Excerpts from a dataset:
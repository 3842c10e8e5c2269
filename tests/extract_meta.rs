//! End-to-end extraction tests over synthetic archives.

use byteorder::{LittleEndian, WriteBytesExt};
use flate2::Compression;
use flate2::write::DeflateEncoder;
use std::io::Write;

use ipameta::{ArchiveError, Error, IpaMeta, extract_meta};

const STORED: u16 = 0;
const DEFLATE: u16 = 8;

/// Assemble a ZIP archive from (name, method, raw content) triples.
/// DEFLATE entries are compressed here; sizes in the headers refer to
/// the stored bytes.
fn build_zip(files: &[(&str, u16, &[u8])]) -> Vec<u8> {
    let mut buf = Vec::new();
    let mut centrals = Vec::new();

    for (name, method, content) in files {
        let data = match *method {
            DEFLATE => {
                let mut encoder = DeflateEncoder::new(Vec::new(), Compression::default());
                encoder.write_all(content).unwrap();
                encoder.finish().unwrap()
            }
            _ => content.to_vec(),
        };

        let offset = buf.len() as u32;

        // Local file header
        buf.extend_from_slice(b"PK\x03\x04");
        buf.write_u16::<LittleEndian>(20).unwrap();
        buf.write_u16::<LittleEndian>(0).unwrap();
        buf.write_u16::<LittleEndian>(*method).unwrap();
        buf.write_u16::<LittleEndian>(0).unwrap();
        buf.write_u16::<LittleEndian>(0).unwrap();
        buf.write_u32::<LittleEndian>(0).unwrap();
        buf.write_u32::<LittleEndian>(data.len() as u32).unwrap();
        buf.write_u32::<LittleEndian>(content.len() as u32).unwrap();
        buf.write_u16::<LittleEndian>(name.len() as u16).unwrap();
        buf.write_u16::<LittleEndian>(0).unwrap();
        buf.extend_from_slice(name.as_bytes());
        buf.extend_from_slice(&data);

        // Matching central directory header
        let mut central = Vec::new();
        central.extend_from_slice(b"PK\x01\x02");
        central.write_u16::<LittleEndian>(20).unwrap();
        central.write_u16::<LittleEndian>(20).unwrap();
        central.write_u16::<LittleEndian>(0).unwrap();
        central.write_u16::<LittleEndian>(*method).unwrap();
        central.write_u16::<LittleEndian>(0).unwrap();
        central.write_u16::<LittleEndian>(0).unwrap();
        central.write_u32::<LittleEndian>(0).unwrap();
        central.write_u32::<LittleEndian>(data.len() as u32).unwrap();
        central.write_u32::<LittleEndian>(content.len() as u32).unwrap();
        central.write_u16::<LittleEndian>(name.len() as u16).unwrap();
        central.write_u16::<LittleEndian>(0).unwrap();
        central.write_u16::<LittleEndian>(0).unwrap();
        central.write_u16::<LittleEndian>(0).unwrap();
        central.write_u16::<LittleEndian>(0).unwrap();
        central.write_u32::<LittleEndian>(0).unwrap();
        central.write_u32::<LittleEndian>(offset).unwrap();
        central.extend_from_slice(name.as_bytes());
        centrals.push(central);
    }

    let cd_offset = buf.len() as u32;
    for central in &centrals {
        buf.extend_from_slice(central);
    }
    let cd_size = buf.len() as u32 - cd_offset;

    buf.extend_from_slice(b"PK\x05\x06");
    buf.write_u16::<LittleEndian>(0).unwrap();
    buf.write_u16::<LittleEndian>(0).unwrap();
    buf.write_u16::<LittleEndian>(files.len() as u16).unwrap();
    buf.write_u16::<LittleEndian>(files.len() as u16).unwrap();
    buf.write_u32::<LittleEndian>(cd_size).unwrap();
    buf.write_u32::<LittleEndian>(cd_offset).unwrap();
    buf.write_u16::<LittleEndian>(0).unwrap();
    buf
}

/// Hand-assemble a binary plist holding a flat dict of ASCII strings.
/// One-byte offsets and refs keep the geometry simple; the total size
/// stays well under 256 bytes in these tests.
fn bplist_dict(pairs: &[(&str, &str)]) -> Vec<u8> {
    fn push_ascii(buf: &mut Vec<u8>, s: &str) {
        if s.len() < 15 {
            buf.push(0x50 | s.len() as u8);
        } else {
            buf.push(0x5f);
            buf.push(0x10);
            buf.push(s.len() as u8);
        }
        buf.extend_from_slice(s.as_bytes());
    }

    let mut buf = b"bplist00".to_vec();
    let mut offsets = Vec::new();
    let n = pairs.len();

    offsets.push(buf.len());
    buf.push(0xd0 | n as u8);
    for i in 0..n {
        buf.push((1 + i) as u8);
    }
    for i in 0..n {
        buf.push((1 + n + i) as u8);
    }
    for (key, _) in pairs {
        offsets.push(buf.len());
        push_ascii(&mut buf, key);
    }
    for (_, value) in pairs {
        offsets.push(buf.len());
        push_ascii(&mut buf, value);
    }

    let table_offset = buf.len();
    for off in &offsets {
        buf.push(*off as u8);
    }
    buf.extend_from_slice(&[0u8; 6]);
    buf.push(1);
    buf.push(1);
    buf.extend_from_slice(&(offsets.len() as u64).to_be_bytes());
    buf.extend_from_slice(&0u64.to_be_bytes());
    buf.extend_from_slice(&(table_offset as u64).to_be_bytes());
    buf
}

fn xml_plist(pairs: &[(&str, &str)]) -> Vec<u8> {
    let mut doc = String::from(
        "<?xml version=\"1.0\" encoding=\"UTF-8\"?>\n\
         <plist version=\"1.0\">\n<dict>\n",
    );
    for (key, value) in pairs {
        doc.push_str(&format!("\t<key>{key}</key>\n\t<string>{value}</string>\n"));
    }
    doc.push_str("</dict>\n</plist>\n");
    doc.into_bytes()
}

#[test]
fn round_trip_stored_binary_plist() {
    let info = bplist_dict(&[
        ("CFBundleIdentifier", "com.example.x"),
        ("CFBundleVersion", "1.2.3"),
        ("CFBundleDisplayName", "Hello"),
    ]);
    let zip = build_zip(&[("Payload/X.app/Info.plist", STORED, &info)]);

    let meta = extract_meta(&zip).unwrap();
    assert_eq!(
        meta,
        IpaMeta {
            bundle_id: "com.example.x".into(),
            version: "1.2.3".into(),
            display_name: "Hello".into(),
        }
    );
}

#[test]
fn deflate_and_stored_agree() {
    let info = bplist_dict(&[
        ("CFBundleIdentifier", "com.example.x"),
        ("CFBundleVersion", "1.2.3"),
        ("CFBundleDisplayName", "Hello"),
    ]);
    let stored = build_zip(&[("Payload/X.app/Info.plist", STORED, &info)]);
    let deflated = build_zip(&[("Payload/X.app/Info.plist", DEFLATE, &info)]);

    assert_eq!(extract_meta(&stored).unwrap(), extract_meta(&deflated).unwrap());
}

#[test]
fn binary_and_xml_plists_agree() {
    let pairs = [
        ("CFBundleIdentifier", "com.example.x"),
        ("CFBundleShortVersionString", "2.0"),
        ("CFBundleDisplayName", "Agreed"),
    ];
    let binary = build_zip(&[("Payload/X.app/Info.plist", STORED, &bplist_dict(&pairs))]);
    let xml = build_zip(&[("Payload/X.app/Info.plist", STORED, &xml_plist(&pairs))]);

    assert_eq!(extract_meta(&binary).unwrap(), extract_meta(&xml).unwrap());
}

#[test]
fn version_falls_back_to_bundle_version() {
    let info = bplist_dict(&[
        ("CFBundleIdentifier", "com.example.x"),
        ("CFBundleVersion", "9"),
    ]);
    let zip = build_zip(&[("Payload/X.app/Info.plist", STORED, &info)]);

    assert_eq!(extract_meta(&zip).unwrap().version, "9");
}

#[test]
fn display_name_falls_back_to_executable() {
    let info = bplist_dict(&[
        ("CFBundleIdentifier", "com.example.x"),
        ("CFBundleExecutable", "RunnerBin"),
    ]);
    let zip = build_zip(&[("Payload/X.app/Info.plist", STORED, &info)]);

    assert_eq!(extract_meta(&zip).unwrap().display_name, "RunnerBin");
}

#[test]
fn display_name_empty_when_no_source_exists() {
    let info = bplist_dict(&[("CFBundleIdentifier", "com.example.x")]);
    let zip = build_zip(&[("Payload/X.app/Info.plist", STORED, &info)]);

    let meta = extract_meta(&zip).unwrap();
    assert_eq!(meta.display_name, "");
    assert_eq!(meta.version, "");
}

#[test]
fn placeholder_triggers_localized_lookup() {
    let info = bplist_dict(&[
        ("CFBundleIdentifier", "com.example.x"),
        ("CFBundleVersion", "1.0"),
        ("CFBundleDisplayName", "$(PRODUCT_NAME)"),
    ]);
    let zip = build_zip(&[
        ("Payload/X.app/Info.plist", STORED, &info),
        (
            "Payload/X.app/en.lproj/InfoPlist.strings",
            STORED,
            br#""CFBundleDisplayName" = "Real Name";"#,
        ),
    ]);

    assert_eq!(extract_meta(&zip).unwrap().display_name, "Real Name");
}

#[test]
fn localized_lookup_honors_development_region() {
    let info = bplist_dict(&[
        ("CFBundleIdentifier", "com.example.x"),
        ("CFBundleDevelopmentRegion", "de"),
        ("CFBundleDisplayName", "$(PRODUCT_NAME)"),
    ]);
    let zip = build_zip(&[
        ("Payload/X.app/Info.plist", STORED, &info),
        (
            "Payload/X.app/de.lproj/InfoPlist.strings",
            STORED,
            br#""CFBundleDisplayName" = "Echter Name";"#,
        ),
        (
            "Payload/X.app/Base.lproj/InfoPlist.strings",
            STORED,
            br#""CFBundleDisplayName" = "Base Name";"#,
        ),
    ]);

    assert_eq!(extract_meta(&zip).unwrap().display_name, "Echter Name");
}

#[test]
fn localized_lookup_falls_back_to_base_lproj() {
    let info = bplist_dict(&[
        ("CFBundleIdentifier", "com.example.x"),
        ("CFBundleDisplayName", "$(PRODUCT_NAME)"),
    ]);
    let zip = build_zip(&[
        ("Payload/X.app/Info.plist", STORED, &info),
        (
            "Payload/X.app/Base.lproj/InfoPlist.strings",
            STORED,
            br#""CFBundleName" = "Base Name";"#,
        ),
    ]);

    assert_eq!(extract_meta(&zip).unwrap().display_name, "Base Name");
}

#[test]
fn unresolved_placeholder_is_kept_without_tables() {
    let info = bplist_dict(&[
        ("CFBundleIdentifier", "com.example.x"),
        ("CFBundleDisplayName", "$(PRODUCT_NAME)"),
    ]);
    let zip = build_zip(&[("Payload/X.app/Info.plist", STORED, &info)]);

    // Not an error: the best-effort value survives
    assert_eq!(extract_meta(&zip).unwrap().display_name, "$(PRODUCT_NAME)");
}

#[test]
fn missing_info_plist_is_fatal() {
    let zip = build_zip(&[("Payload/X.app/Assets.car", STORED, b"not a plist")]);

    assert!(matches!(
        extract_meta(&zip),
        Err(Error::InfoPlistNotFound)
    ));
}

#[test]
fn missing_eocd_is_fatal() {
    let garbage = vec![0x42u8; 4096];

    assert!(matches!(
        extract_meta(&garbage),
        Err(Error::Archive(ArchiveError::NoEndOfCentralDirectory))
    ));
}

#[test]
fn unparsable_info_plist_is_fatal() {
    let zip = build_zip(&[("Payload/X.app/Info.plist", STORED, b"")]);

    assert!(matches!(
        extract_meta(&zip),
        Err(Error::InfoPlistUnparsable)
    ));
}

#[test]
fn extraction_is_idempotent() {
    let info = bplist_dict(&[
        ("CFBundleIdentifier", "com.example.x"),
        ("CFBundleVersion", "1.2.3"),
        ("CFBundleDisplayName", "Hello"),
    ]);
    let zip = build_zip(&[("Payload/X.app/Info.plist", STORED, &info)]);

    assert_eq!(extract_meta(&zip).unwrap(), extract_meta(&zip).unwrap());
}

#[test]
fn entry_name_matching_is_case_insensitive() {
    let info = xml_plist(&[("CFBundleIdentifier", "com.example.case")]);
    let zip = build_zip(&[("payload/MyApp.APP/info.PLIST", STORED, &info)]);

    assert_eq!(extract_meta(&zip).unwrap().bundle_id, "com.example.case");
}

==

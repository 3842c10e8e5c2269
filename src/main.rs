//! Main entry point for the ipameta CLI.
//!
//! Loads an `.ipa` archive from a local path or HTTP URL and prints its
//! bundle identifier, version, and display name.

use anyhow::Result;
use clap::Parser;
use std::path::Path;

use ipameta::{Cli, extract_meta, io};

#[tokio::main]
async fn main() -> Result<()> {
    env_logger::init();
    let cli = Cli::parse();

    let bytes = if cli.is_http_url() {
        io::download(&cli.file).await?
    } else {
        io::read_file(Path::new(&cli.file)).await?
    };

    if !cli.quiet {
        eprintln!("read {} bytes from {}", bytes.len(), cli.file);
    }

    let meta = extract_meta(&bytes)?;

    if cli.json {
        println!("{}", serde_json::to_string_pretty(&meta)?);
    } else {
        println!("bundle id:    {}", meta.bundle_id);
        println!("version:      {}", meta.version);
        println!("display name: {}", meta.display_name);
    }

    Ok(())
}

**Task**
Copy each line of the data that includes the word "const".

**Response**
const STORED: u16 = 0;
const DEFLATE: u16 = 8;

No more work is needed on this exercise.